======== Exercise material ========

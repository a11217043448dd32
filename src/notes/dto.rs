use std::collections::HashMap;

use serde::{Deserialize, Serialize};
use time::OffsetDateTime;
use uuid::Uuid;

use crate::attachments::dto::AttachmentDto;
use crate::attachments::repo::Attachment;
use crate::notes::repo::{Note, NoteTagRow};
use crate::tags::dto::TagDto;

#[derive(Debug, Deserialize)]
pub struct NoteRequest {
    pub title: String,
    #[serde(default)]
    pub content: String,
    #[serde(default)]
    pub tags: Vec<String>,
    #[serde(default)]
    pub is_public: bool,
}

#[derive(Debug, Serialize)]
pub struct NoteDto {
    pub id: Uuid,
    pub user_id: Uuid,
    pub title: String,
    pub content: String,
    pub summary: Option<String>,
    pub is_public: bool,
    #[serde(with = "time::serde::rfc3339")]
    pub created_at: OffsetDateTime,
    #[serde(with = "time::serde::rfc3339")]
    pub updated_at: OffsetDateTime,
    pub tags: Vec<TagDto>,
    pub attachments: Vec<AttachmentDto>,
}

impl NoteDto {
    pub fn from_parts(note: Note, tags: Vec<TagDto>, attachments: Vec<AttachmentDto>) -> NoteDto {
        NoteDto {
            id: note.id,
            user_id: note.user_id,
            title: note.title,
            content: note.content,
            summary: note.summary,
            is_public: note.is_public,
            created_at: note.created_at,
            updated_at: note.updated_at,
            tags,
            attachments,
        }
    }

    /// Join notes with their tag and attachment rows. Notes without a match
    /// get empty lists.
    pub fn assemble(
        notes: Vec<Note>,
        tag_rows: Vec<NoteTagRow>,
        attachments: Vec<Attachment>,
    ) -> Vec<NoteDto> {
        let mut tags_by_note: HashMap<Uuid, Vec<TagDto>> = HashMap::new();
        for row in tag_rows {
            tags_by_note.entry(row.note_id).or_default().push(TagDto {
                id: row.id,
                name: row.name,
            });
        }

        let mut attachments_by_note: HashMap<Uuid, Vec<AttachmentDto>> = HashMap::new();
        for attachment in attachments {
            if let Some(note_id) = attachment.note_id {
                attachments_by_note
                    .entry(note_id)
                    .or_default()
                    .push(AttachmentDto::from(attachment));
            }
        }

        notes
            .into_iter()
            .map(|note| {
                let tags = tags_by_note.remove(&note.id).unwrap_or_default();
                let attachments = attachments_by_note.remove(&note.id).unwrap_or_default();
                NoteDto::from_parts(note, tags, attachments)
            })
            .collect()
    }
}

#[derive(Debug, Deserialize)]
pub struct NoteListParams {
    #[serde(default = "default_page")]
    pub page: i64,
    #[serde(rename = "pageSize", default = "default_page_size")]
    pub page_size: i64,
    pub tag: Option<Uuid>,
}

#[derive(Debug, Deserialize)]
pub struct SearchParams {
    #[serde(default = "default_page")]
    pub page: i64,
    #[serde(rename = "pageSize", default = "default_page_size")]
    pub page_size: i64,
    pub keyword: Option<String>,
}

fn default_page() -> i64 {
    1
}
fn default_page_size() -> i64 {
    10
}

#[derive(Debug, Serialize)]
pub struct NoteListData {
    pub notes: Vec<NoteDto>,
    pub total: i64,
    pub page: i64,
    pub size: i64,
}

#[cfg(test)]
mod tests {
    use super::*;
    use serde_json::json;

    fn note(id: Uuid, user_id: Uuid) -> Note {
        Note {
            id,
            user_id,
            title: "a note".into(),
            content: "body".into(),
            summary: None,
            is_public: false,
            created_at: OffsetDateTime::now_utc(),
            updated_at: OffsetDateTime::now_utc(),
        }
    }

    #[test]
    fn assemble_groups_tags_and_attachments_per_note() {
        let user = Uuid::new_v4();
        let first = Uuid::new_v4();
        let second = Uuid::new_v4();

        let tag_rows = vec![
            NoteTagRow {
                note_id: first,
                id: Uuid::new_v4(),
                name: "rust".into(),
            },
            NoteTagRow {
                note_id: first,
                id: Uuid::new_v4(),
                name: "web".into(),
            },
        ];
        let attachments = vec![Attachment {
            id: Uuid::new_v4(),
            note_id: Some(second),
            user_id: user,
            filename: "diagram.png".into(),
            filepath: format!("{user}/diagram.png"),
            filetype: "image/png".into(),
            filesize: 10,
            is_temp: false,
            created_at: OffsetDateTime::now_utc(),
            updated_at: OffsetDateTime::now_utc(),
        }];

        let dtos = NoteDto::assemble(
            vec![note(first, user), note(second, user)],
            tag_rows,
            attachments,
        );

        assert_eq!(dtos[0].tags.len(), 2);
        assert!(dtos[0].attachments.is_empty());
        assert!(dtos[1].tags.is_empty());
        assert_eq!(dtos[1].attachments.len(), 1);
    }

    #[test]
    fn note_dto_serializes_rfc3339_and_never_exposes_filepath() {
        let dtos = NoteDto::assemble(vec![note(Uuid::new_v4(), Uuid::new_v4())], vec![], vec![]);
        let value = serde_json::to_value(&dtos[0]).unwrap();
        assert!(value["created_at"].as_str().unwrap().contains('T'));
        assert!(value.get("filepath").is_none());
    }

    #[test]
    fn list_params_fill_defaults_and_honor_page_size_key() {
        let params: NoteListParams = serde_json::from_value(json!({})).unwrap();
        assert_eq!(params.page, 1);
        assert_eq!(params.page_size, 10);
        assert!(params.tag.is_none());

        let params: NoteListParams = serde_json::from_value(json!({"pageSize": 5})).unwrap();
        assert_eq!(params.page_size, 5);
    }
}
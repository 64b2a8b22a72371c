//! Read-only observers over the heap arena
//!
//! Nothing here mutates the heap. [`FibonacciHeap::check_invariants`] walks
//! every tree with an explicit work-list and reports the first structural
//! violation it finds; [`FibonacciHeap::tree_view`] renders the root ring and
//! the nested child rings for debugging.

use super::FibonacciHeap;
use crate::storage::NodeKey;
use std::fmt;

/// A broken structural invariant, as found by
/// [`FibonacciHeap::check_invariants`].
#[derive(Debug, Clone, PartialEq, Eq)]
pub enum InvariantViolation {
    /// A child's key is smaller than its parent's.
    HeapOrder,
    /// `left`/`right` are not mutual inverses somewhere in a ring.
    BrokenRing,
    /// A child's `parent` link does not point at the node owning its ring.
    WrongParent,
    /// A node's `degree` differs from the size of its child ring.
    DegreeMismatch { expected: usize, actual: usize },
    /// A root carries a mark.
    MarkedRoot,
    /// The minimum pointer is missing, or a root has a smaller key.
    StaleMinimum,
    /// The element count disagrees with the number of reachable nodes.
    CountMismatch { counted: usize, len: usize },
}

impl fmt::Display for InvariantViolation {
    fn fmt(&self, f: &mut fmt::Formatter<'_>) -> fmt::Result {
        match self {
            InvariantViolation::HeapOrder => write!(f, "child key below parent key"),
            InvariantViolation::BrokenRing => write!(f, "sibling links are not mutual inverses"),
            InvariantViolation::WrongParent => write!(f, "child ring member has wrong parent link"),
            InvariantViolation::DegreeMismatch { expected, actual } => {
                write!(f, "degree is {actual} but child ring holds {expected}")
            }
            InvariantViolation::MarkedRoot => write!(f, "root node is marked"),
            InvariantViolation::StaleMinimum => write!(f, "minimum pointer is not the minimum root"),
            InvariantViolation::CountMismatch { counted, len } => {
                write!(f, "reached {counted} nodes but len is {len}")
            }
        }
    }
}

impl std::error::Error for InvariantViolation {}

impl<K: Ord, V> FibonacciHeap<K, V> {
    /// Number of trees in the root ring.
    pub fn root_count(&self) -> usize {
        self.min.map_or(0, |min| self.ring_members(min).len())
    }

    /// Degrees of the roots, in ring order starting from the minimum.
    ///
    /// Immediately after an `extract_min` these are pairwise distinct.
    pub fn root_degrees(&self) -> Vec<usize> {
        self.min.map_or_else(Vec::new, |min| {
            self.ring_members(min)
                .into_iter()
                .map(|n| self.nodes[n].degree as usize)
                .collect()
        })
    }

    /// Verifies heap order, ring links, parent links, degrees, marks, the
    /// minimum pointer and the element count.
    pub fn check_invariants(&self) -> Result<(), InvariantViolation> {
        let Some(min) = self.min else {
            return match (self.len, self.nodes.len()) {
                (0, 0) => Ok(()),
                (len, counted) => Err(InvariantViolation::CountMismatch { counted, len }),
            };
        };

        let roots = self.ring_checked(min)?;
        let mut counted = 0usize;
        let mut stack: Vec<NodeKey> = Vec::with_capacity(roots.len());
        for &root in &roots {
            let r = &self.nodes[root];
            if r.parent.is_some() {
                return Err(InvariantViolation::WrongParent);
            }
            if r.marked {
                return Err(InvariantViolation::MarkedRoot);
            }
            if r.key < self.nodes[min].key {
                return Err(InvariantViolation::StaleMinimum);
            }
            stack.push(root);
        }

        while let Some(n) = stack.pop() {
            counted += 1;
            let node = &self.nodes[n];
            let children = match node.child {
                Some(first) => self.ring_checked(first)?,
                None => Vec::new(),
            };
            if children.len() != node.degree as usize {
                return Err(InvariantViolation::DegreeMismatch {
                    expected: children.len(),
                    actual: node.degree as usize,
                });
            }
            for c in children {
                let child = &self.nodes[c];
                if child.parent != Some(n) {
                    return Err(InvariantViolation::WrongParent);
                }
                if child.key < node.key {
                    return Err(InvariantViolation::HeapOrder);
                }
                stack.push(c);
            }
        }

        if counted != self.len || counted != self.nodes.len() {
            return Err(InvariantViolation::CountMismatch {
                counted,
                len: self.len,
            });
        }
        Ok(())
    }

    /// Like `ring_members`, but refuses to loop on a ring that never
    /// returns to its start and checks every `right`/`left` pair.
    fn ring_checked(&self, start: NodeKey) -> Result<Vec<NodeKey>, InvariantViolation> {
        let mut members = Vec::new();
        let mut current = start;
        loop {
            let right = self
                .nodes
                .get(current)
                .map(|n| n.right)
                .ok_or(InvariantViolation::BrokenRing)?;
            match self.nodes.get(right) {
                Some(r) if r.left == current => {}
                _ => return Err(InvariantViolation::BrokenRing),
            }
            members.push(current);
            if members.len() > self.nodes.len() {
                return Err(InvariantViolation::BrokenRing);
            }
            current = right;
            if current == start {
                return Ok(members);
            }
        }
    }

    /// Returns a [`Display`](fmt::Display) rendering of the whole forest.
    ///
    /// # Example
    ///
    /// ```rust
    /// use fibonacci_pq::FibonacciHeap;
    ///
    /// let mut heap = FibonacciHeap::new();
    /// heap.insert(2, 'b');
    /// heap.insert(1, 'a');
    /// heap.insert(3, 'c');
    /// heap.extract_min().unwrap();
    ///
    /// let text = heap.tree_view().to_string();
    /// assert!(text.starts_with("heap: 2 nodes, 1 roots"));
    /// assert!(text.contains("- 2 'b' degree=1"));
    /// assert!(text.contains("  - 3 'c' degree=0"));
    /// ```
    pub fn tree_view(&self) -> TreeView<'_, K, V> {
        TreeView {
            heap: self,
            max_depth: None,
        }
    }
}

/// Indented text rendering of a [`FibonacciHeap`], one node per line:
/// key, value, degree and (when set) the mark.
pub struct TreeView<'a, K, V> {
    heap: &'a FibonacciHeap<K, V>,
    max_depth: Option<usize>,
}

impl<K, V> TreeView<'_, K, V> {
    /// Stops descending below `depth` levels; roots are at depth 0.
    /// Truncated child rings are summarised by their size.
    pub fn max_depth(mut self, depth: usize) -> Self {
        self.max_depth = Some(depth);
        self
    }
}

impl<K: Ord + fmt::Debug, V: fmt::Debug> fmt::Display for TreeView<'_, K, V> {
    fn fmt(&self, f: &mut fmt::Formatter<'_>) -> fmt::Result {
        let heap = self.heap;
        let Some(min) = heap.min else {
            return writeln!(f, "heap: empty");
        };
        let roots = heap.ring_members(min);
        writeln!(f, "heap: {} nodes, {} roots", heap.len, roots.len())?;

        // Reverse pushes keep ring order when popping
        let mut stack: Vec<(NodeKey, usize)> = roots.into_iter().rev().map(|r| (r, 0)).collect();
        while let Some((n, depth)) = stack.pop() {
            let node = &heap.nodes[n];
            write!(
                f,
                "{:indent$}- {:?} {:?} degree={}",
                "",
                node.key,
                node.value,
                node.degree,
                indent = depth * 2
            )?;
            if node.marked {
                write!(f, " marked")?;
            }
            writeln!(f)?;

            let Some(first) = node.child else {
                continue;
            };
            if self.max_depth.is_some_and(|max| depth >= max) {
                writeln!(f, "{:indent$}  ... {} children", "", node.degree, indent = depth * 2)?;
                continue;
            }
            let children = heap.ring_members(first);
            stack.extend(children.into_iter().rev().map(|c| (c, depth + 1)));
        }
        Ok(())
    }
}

========

Instructions to follow
Of the entries above, repeat exactly the lines from the line with "counted += 1;" through the line with "ring that never", both of them included.

Solution
            counted += 1;
            let node = &self.nodes[n];
            let children = match node.child {
                Some(first) => self.ring_checked(first)?,
                None => Vec::new(),
            };
            if children.len() != node.degree as usize {
                return Err(InvariantViolation::DegreeMismatch {
                    expected: children.len(),
                    actual: node.degree as usize,
                });
            }
            for c in children {
                let child = &self.nodes[c];
                if child.parent != Some(n) {
                    return Err(InvariantViolation::WrongParent);
                }
                if child.key < node.key {
                    return Err(InvariantViolation::HeapOrder);
                }
                stack.push(c);
            }
        }

        if counted != self.len || counted != self.nodes.len() {
            return Err(InvariantViolation::CountMismatch {
                counted,
                len: self.len,
            });
        }
        Ok(())
    }

    /// Like `ring_members`, but refuses to loop on a ring that never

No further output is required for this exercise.